Likely a matter of the parents in richer neighborhoods being able to donate more time and money to the local school than in poorer neighborhoods. The buildings are better, there are more resources available to teachers, more extra-curricular activities, skilled teachers fight to be posted there. Certainly things can be improved at schools in poorer neighborhoods, but I doubt it could be equalized to the point where kids won't benefit from being bussed to the richer neighborhood schools.
It's not really solving the problem though, is it? The bad neighborhoods and bad schools are still there. And the idea that if you can't equalize it to rich neighborhods (when they can and will never be equal anyway even with this bussig) then there's no point, is exactly the kind of thing I find absurd about it.
I don't deny that it might help some kids some amount. Although now I'm curious -- what kind of improvement does the evidence actually show? Anything close to "equalized"?
> "Good school" is like 99% pupil safety and the general disciplin related and 1% other. Money won't buy you that.
I think money could help that. Even if it never left the schools. Assuming that it went to things like removing lead, made the schools look less run down, supported after school programs, and added security (not police).
Since the suggestion was "making their local neighborhoods and schools better" there might be a lot that could be done in local neighborhoods to improve student safety too. Fixing environmental issues there, cleaning the place up and planting trees, improving access to good stores, improving public transportation, and providing daycare. That could lower crime rates, improve the health of the kids and parents, and give parents more time to spend with their kids or get involved with the school.

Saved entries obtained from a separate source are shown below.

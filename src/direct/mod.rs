//! Direct solvers for dense linear systems
//!
//! This module provides the direct (non-iterative) solver:
//! - [`LuFactorization`]: LU decomposition with scaled partial pivoting

mod lu;

pub use lu::{lu_solve, LuError, LuFactorization};
//! Dense linear solvers built on LU decomposition
//!
//! This crate solves dense systems `Ax = b` with a reusable factorization:
//! factor once (O(n³)), then solve any number of right-hand sides (O(n²)
//! each) and read off determinant and inverse from the same factors.
//!
//! # Features
//!
//! - **LU decomposition**: Crout's method with scaled partial pivoting
//! - **Solve**: single vectors or multi-column right-hand sides
//! - **Derived queries**: determinant, inverse, one-step iterative refinement
//! - **Dense storage**: row-major `ndarray` arrays, `f64` throughout
//!
//! # Example
//!
//! ```
//! use dense_lu::LuFactorization;
//! use ndarray::array;
//!
//! let a = array![[2.0, 1.0], [1.0, 3.0]];
//! let b = array![3.0, 5.0];
//!
//! let lu = LuFactorization::new(&a)?;
//! let x = lu.solve(&b)?;
//! assert!((x[0] - 0.8).abs() < 1e-12);
//! assert!((x[1] - 1.4).abs() < 1e-12);
//! assert!((lu.det() - 5.0).abs() < 1e-12);
//! # Ok::<(), dense_lu::LuError>(())
//! ```

pub mod dense;
pub mod direct;

// Re-export main types
pub use direct::{lu_solve, LuError, LuFactorization};
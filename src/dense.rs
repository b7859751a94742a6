//! Helpers for dense row-major matrices
//!
//! The dense containers themselves are `ndarray`'s owned arrays
//! (`Array1<f64>`, `Array2<f64>`): row-major contiguous storage, O(1)
//! indexed access, deep copies via `Clone`. This module adds the two
//! whole-row operations the factorizer needs that are not single `ndarray`
//! methods.

use ndarray::Array2;

/// Swap two full rows of a matrix in place.
pub fn swap_rows(m: &mut Array2<f64>, i: usize, j: usize) {
    if i == j {
        return;
    }
    for col in 0..m.ncols() {
        m.swap((i, col), (j, col));
    }
}

/// Largest absolute value in row `i`.
///
/// Returns 0.0 for an all-zero row; the factorizer treats that as a
/// structurally singular input.
pub fn max_abs_in_row(m: &Array2<f64>, i: usize) -> f64 {
    m.row(i).iter().fold(0.0_f64, |big, v| big.max(v.abs()))
}

#[cfg(test)]
mod tests {
    use super::*;
    use approx::assert_relative_eq;
    use ndarray::array;

    #[test]
    fn test_swap_rows() {
        let mut m = array![[1.0, 2.0], [3.0, 4.0], [5.0, 6.0]];
        swap_rows(&mut m, 0, 2);
        assert_eq!(m, array![[5.0, 6.0], [3.0, 4.0], [1.0, 2.0]]);

        // Self-swap is a no-op
        swap_rows(&mut m, 1, 1);
        assert_eq!(m.row(1).to_vec(), vec![3.0, 4.0]);
    }

    #[test]
    fn test_max_abs_in_row() {
        let m = array![[1.0, -7.0, 3.0], [0.0, 0.0, 0.0]];
        assert_relative_eq!(max_abs_in_row(&m, 0), 7.0);
        assert_relative_eq!(max_abs_in_row(&m, 1), 0.0);
    }
}
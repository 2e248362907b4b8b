//! Header-only inspection.
//!
//! Reads just enough of a file to report its container, dimensions and pixel
//! mode. Used for the same-format passthrough, for `inspect`, and to verify
//! freshly encoded output.

use image::ImageDecoder;
use mode_normalize::{PixelMode, TargetFormat};
use std::io::Cursor;

use super::sniff::sniff_container;
use crate::error::ConvertError;

/// What a file header says about the image inside it.
#[derive(Debug, Clone, Copy, PartialEq, Eq)]
pub struct HeaderInfo {
    pub format: TargetFormat,
    pub width: u32,
    pub height: u32,
    pub mode: PixelMode,
    pub has_transparency: bool,
}

/// Parse the header of a PNG or JPEG file.
pub fn probe(bytes: &[u8]) -> Result<HeaderInfo, ConvertError> {
    match sniff_container(bytes) {
        Some(TargetFormat::Png) => probe_png(bytes),
        Some(TargetFormat::Jpeg) => probe_jpeg(bytes),
        None => Err(ConvertError::Decode(
            "unrecognized image data (expected PNG or JPEG)".to_string(),
        )),
    }
}

fn probe_png(bytes: &[u8]) -> Result<HeaderInfo, ConvertError> {
    let reader = png::Decoder::new(Cursor::new(bytes))
        .read_info()
        .map_err(|e| ConvertError::Decode(format!("PNG: {e}")))?;
    let info = reader.info();

    let (mode, has_transparency) = match info.color_type {
        png::ColorType::Grayscale => (PixelMode::Gray, false),
        png::ColorType::GrayscaleAlpha => (PixelMode::GrayAlpha, true),
        png::ColorType::Indexed => (PixelMode::Indexed, info.trns.is_some()),
        png::ColorType::Rgb => (PixelMode::Rgb, false),
        png::ColorType::Rgba => (PixelMode::Rgba, true),
    };

    Ok(HeaderInfo {
        format: TargetFormat::Png,
        width: info.width,
        height: info.height,
        mode,
        has_transparency,
    })
}

fn probe_jpeg(bytes: &[u8]) -> Result<HeaderInfo, ConvertError> {
    let decoder = image::codecs::jpeg::JpegDecoder::new(Cursor::new(bytes))
        .map_err(|e| ConvertError::Decode(format!("JPEG: {e}")))?;
    let (width, height) = decoder.dimensions();
    let mode = match decoder.color_type() {
        image::ColorType::L8 | image::ColorType::L16 => PixelMode::Gray,
        _ => PixelMode::Rgb,
    };

    Ok(HeaderInfo {
        format: TargetFormat::Jpeg,
        width,
        height,
        mode,
        has_transparency: false,
    })
}
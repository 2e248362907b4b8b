pub mod config;
pub mod image_info;

pub use config::AppConfig;
pub use image_info::{FormatInfo, ImageInfo};
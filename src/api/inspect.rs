use axum::{
    body::Bytes,
    extract::{rejection::BytesRejection, State},
    response::Json,
};
use mode_normalize::TargetFormat;
use std::sync::Arc;

use super::convert::require_body;
use crate::error::ApiError;
use crate::models::{FormatInfo, ImageInfo};
use crate::services::ConversionService;

/// Describe an uploaded image
///
/// Reads only the file header; pixel data is not decoded.
#[utoipa::path(
    post,
    path = "/api/inspect",
    request_body(content = Vec<u8>, description = "PNG or JPEG file", content_type = "application/octet-stream"),
    responses(
        (status = 200, description = "Image summary", body = ImageInfo),
        (status = 422, description = "Body is not a readable PNG or JPEG"),
    ),
    tag = "Conversion"
)]
pub async fn handle_inspect(
    State(converter): State<Arc<ConversionService>>,
    body: Result<Bytes, BytesRejection>,
) -> Result<Json<ImageInfo>, ApiError> {
    let body = require_body(body)?;
    let info = converter.inspect(&body)?;
    tracing::info!(
        format = %info.format,
        mode = %info.mode,
        width = info.width,
        height = info.height,
        "Inspect request handled"
    );
    Ok(Json(info))
}

/// List accepted target formats
#[utoipa::path(
    get,
    path = "/api/formats",
    responses(
        (status = 200, description = "Accepted format tokens", body = Vec<FormatInfo>),
    ),
    tag = "Conversion"
)]
pub async fn handle_formats() -> Json<Vec<FormatInfo>> {
    let formats = TargetFormat::TOKENS
        .iter()
        .filter_map(|token| token.parse::<TargetFormat>().ok().map(|f| (token, f)))
        .map(|(token, format)| FormatInfo {
            token: token.to_string(),
            extension: format.extension().to_string(),
            mime_type: format.mime_type().to_string(),
        })
        .collect();
    Json(formats)
}
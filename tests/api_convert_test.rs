//! Tests for the /api/convert endpoint.

mod common;

use axum::http::StatusCode;
use common::{fixtures, TestApp};
use imgconv::codec;
use imgconv::models::AppConfig;
use mode_normalize::PixelMode;

#[tokio::test]
async fn test_convert_png_to_jpg() {
    let app = TestApp::new();

    let response = app.convert("jpg", fixtures::rgb_png(24, 16)).await;

    common::assert_jpeg(&response);
    assert_eq!(response.header("x-image-width"), Some("24"));
    assert_eq!(response.header("x-image-height"), Some("16"));
    assert_eq!(response.header("x-image-mode"), Some("RGB"));
    assert_eq!(response.header("x-conversion-passthrough"), Some("false"));
    assert_eq!(
        response.header("content-length"),
        Some(response.body.len().to_string().as_str())
    );
}

#[tokio::test]
async fn test_convert_jpg_to_png() {
    let app = TestApp::new();

    let response = app.convert("PNG", fixtures::rgb_jpeg(20, 10)).await;

    common::assert_png(&response);
    assert_eq!(response.header("x-image-mode"), Some("RGB"));
    let image = codec::decode(&response.body).unwrap();
    assert_eq!((image.width(), image.height()), (20, 10));
}

#[tokio::test]
async fn test_transparent_png_to_jpeg_is_white() {
    let app = TestApp::new();

    let response = app.convert("jpeg", fixtures::transparent_rgba_png(10, 10)).await;

    common::assert_jpeg(&response);
    let image = codec::decode(&response.body).unwrap();
    assert_eq!(image.mode(), PixelMode::Rgb);
    assert!(
        image.pixels().as_bytes().iter().all(|&v| v >= 250),
        "transparent pixels must flatten to white"
    );
}

#[tokio::test]
async fn test_same_format_returns_original_bytes() {
    let app = TestApp::new();
    let source = fixtures::rgb_png(8, 8);

    let response = app.convert("png", source.clone()).await;

    common::assert_png(&response);
    assert_eq!(response.body, source);
    assert_eq!(response.header("x-conversion-passthrough"), Some("true"));
}

#[tokio::test]
async fn test_jpg_and_jpeg_are_the_same_format() {
    let app = TestApp::new();
    let source = fixtures::rgb_jpeg(8, 8);

    for token in ["jpg", "JPEG", "Jpg"] {
        let response = app.convert(token, source.clone()).await;
        common::assert_jpeg(&response);
        assert_eq!(response.body, source, "token {token}");
        assert_eq!(response.header("x-conversion-passthrough"), Some("true"));
    }
}

#[tokio::test]
async fn test_content_disposition_uses_original_name() {
    let app = TestApp::new();

    let response = app
        .post_bytes(
            "/api/convert?format=jpg&filename=holiday.png",
            fixtures::rgb_png(4, 4),
        )
        .await;

    common::assert_ok(&response);
    assert_eq!(
        response.header("content-disposition"),
        Some("attachment; filename=\"holiday_converted.jpg\"")
    );
}

#[tokio::test]
async fn test_content_disposition_default_name() {
    let app = TestApp::new();

    let response = app.convert("png", fixtures::rgb_jpeg(4, 4)).await;

    assert_eq!(
        response.header("content-disposition"),
        Some("attachment; filename=\"image_converted.png\"")
    );
}

#[tokio::test]
async fn test_content_disposition_non_ascii_name() {
    let app = TestApp::new();

    // filename=日本.png
    let response = app
        .post_bytes(
            "/api/convert?format=JPG&filename=%E6%97%A5%E6%9C%AC.png",
            fixtures::rgb_png(4, 4),
        )
        .await;

    common::assert_jpeg(&response);
    let disposition = response
        .header("content-disposition")
        .expect("Expected ASCII Content-Disposition");
    assert!(disposition.is_ascii());
    assert_eq!(
        disposition,
        "attachment; filename=\"image_converted.jpg\"; \
         filename*=UTF-8''%E6%97%A5%E6%9C%AC_converted.jpg"
    );

    let encoded = disposition
        .split("filename*=UTF-8''")
        .nth(1)
        .expect("Expected filename* parameter");
    let decoded = percent_encoding::percent_decode_str(encoded)
        .decode_utf8()
        .unwrap();
    assert_eq!(decoded, "\u{65e5}\u{672c}_converted.jpg");
}

#[tokio::test]
async fn test_missing_format_parameter() {
    let app = TestApp::new();

    let response = app
        .post_bytes("/api/convert", fixtures::rgb_png(4, 4))
        .await;

    common::assert_error_kind(&response, StatusCode::BAD_REQUEST, "MissingParameter");
}

#[tokio::test]
async fn test_unsupported_format() {
    let app = TestApp::new();

    let response = app.convert("bmp", fixtures::rgb_png(4, 4)).await;

    common::assert_error_kind(&response, StatusCode::BAD_REQUEST, "UnsupportedFormatError");
    let json: serde_json::Value = response.json();
    assert!(json["error"].as_str().unwrap().contains("'bmp'"));
}

#[tokio::test]
async fn test_undecodable_body() {
    let app = TestApp::new();

    let response = app.convert("png", b"definitely not an image".to_vec()).await;

    common::assert_error_kind(
        &response,
        StatusCode::UNPROCESSABLE_ENTITY,
        "DecodeError",
    );
}

#[tokio::test]
async fn test_truncated_png() {
    let app = TestApp::new();
    let mut source = fixtures::rgb_png(32, 32);
    source.truncate(source.len() / 2);

    let response = app.convert("jpg", source).await;

    common::assert_error_kind(
        &response,
        StatusCode::UNPROCESSABLE_ENTITY,
        "DecodeError",
    );
}

#[tokio::test]
async fn test_empty_body() {
    let app = TestApp::new();

    let response = app.convert("png", Vec::new()).await;

    common::assert_error_kind(&response, StatusCode::BAD_REQUEST, "InvalidBody");
}

#[tokio::test]
async fn test_upload_limit() {
    let app = TestApp::with_config(AppConfig {
        max_upload_bytes: 1024,
        ..Default::default()
    });

    let response = app.convert("png", vec![0u8; 4096]).await;

    common::assert_error_kind(&response, StatusCode::PAYLOAD_TOO_LARGE, "InvalidBody");
}

#[tokio::test]
async fn test_responses_are_not_cached() {
    let app = TestApp::new();

    let response = app.convert("jpg", fixtures::rgb_png(4, 4)).await;

    assert_eq!(response.header("cache-control"), Some("no-store"));
}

Before a child sets foot in kindergarten many inputs have already been happened. Did their mother abuse alcohol or drugs during the pregnancy? Does their household have domestic violence? Did their parents read to them on a regular basis? Did their parents teach them how to interact with other kids? Were their parents able to pass along the English language?
A school is not just faculty and a building. While public schools will enroll any resident children their parents must be able to afford the area. This has a high correlation with the average quality of students at the time of enrollment. The selection effect is the most powerful force in educational institutions. Parental involvement can vary from helicopter parents down to parent teacher conferences that are a ghost town because the crowd of parents is stuck at their second job or they decided they have better things to do.
Transforming an under-performing school district or neighborhood takes many years and is far beyond the capability of a single person. Calling the police on drug dealers carries personal risk.
> Before a child sets foot in kindergarten many inputs have already been happened.
That can also include environmental harms and lack of access to good food or medical care. Investing in neighborhoods that have been neglected and exploited can fix a lot of things and improve them for everyone in the area. Not being an easy fix doesn't mean it wouldn't be worthwhile. Clean up the neighborhoods, lift the the desperation and despair, and the drug dealers won't stick around anymore than they do anywhere else.
Everybody grew up with richer and "better" schools and areas, I would have hated being sent out to those.